*Activity*
Check every line in the listing below for "Option". Copy the ones where it occurs.

--- Records for processing Enclosed Below ---

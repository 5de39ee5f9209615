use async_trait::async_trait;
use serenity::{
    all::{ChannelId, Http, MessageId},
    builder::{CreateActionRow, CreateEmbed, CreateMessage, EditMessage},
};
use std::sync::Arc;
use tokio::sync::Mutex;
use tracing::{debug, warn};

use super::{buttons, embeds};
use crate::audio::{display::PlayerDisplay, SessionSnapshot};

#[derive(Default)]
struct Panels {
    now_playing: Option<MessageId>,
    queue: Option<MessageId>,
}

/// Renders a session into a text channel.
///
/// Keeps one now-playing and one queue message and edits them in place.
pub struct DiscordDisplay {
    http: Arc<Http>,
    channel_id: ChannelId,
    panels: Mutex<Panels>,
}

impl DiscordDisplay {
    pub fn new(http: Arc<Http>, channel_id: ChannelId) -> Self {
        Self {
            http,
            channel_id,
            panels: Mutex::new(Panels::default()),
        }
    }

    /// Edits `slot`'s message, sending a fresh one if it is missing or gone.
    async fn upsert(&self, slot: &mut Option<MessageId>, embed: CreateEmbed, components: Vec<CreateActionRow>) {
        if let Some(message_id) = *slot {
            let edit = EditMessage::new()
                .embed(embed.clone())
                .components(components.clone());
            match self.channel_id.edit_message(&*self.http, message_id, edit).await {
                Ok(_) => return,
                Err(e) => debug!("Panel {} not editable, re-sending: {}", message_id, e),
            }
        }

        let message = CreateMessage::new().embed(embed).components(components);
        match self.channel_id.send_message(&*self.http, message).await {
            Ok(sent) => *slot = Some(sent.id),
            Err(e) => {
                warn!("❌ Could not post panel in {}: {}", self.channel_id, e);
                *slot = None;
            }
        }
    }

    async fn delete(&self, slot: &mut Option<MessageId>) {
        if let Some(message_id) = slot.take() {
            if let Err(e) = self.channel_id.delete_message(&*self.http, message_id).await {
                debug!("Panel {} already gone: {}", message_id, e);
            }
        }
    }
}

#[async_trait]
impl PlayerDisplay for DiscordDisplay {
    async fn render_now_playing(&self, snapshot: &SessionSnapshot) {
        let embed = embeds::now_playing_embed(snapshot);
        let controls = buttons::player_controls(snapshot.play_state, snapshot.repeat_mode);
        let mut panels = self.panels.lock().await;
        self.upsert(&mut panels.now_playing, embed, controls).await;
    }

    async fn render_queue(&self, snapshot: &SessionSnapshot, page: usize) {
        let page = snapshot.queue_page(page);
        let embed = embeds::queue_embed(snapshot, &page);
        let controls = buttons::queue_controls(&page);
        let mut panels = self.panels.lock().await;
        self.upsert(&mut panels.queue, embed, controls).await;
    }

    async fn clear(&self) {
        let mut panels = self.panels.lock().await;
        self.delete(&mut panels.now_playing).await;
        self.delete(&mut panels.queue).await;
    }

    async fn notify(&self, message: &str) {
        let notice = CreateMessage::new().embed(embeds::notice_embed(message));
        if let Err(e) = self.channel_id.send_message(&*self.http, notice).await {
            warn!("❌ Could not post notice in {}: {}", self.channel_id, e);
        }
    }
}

--- End of Enclosed Records for processing ---

*Exercise result*
    now_playing: Option<MessageId>,
    queue: Option<MessageId>,
    async fn upsert(&self, slot: &mut Option<MessageId>, embed: CreateEmbed, components: Vec<CreateActionRow>) {
    async fn delete(&self, slot: &mut Option<MessageId>) {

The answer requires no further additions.